There are several reasons why home owners decide to refinance their mortgages. Some are looking to pay down other debt. Others have a sudden expense, such as a child’s college tuition or a medical expense that requires a larger sum of money. Some are looking to find ways to save on the total amount of interest they will pay on their mortgage, and may even hope to pay for their home faster. When you refinance a mortgage, you exchange your existing mortgage for a different mortgage. While timing can play a role in whether it is a good idea to refinance or not, the bigger question is why you are refinancing and whether you are prepared to make the most of the opportunity. Here are some of the situations why someone might look into an FHA refinance.
Significant Drop in Interest
Interest rates fluctuate all the time, but if you have a fixed rate mortgage or an expiring low rate on an adjustable mortgage, your interest isn’t going to get any lower unless you do something about it. If there is a potential for a significant drop in your mortgage rate, refinancing is probably a good idea if you are planning on staying in your home for a while. Most borrowers can get a worthwhile benefit from an FHA refinance if the rate will drop by 2%, and many will benefit with a 1% drop. By refinancing, many will be able to lower their mortgage payment and have their home paid off quicker at the same time.
Money for Home Improvements
Many people refinance their homes and extend the length of their mortgages in order to get cash to pay for home improvements. They might need an additional bathroom or it might be time for an updated kitchen or new roof. If you are making improvements, it is a good idea to choose projects that will increase the value of your home and make it easier to sell if you want to. At Starboard Financial our experience with refinancing gives us insight as to what types of projects have the most benefit. If you are choosing between different possibilities, we may be able to help you decide which improvements make the most sense.
Money for Debt
Some people refinance in order to get a lump sum of money to pay off other creditors. Especially in cases where a homeowner is paying high interest rates on credit cards this can make a lot of sense, as long as the homeowner approaches their FHA refinance sensibly. If you are paying off debt, it is important not to make the same financial mistakes over again. If you’re going to run up your balances again, refinancing might not be the right move for you.
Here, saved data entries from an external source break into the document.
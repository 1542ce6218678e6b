//! Unified application error types for CollabVoice.
//!
//! All crates map their internal errors into [`AppError`] for consistent
//! propagation through the ? operator.

use std::fmt;
use thiserror::Error;

/// Top-level error kind categorization used across the entire application.
#[derive(Debug, Clone, Copy, PartialEq, Eq, Hash, serde::Serialize, serde::Deserialize)]
pub enum ErrorKind {
    /// Input validation failed (missing or malformed fields).
    Validation,
    /// A duplicate username or email was submitted.
    Conflict,
    /// The requested account does not exist.
    NotFound,
    /// The supplied password did not match.
    InvalidCredentials,
    /// The bearer token is past its expiry.
    TokenExpired,
    /// The bearer token failed signature or structural checks.
    TokenMalformed,
    /// The token's session id no longer matches the user's current session.
    SessionSuperseded,
    /// The token's subject no longer resolves to a user.
    UserNotFound,
    /// The OAuth provider rejected the token exchange.
    OAuthExchange,
    /// The OAuth provider returned an unusable profile (no email).
    OAuthProfile,
    /// The OAuth provider is unconfigured or unreachable.
    Upstream,
    /// A database error occurred.
    Database,
    /// A configuration error occurred.
    Configuration,
    /// An internal server error occurred.
    Internal,
}

impl fmt::Display for ErrorKind {
    fn fmt(&self, f: &mut fmt::Formatter<'_>) -> fmt::Result {
        match self {
            Self::Validation => write!(f, "VALIDATION"),
            Self::Conflict => write!(f, "CONFLICT"),
            Self::NotFound => write!(f, "NOT_FOUND"),
            Self::InvalidCredentials => write!(f, "INVALID_CREDENTIALS"),
            Self::TokenExpired => write!(f, "TOKEN_EXPIRED"),
            Self::TokenMalformed => write!(f, "TOKEN_MALFORMED"),
            Self::SessionSuperseded => write!(f, "SESSION_SUPERSEDED"),
            Self::UserNotFound => write!(f, "USER_NOT_FOUND"),
            Self::OAuthExchange => write!(f, "OAUTH_EXCHANGE"),
            Self::OAuthProfile => write!(f, "OAUTH_PROFILE"),
            Self::Upstream => write!(f, "UPSTREAM"),
            Self::Database => write!(f, "DATABASE"),
            Self::Configuration => write!(f, "CONFIGURATION"),
            Self::Internal => write!(f, "INTERNAL"),
        }
    }
}

impl ErrorKind {
    /// Whether this kind must be collapsed to a generic 401 on the wire.
    ///
    /// Expired, malformed, and superseded tokens are deliberately not
    /// distinguished to the client so session state does not leak.
    pub fn is_unauthorized(&self) -> bool {
        matches!(
            self,
            Self::InvalidCredentials
                | Self::TokenExpired
                | Self::TokenMalformed
                | Self::SessionSuperseded
                | Self::UserNotFound
        )
    }
}

/// The unified application error used throughout CollabVoice.
///
/// All crate-specific errors are mapped into `AppError` using `From` impls
/// or explicit `.map_err()` calls. This provides a single error type for
/// the entire application boundary.
#[derive(Debug, Error)]
#[error("{kind}: {message}")]
pub struct AppError {
    /// The category of error.
    pub kind: ErrorKind,
    /// A human-readable error message.
    pub message: String,
    /// Optional underlying cause.
    #[source]
    pub source: Option<Box<dyn std::error::Error + Send + Sync>>,
}

impl AppError {
    /// Create a new application error.
    pub fn new(kind: ErrorKind, message: impl Into<String>) -> Self {
        Self {
            kind,
            message: message.into(),
            source: None,
        }
    }

    /// Create a new application error with an underlying cause.
    pub fn with_source(
        kind: ErrorKind,
        message: impl Into<String>,
        source: impl std::error::Error + Send + Sync + 'static,
    ) -> Self {
        Self {
            kind,
            message: message.into(),
            source: Some(Box::new(source)),
        }
    }

    /// Create a validation error.
    pub fn validation(message: impl Into<String>) -> Self {
        Self::new(ErrorKind::Validation, message)
    }

    /// Create a conflict error.
    pub fn conflict(message: impl Into<String>) -> Self {
        Self::new(ErrorKind::Conflict, message)
    }

    /// Create a not-found error.
    pub fn not_found(message: impl Into<String>) -> Self {
        Self::new(ErrorKind::NotFound, message)
    }

    /// Create an invalid-credentials error.
    pub fn invalid_credentials(message: impl Into<String>) -> Self {
        Self::new(ErrorKind::InvalidCredentials, message)
    }

    /// Create a token-expired error.
    pub fn token_expired(message: impl Into<String>) -> Self {
        Self::new(ErrorKind::TokenExpired, message)
    }

    /// Create a token-malformed error.
    pub fn token_malformed(message: impl Into<String>) -> Self {
        Self::new(ErrorKind::TokenMalformed, message)
    }

    /// Create a session-superseded error.
    pub fn session_superseded(message: impl Into<String>) -> Self {
        Self::new(ErrorKind::SessionSuperseded, message)
    }

    /// Create a user-not-found error (token subject no longer exists).
    pub fn user_not_found(message: impl Into<String>) -> Self {
        Self::new(ErrorKind::UserNotFound, message)
    }

    /// Create an OAuth token-exchange error.
    pub fn oauth_exchange(message: impl Into<String>) -> Self {
        Self::new(ErrorKind::OAuthExchange, message)
    }

    /// Create an OAuth incomplete-profile error.
    pub fn oauth_profile(message: impl Into<String>) -> Self {
        Self::new(ErrorKind::OAuthProfile, message)
    }

    /// Create an upstream-unavailable error.
    pub fn upstream(message: impl Into<String>) -> Self {
        Self::new(ErrorKind::Upstream, message)
    }

    /// Create a database error.
    pub fn database(message: impl Into<String>) -> Self {
        Self::new(ErrorKind::Database, message)
    }

    /// Create a configuration error.
    pub fn configuration(message: impl Into<String>) -> Self {
        Self::new(ErrorKind::Configuration, message)
    }

    /// Create an internal error.
    pub fn internal(message: impl Into<String>) -> Self {
        Self::new(ErrorKind::Internal, message)
    }
}

impl Clone for AppError {
    fn clone(&self) -> Self {
        Self {
            kind: self.kind,
            message: self.message.clone(),
            source: None,
        }
    }
}

impl From<serde_json::Error> for AppError {
    fn from(err: serde_json::Error) -> Self {
        Self::with_source(
            ErrorKind::Internal,
            format!("JSON serialization error: {err}"),
            err,
        )
    }
}

impl From<config::ConfigError> for AppError {
    fn from(err: config::ConfigError) -> Self {
        Self::with_source(
            ErrorKind::Configuration,
            format!("Configuration error: {err}"),
            err,
        )
    }
}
Shortening the Term of the Loan
If you have the opportunity for a much lower interest rate due to market conditions, your own credit worthiness, or both, you might want an FHA refinance to decrease your loan term. In most cases, a 15-20 year mortgage carries a lower rate than a 30 year mortgage anyway. At Starboard Financial, we can help you do the math to determine how much more you would pay each month on your mortgage if you refinanced. If you can fit this into your budget it may mean owning your home free and clear that much sooner.
Switching Between Adjustable and Fixed Mortgages
Depending on your situation, making an adjustable to fixed change or a fixed to adjustable change can make sense. Converting to an ARM is good for starter homes that the borrower plans to sell in the next few years. Switching to a fixed rate is good for those who stand to have their interest jump after a lower starting ARM. In any case it is important to remember that extra upfront costs are incurred when you refinance.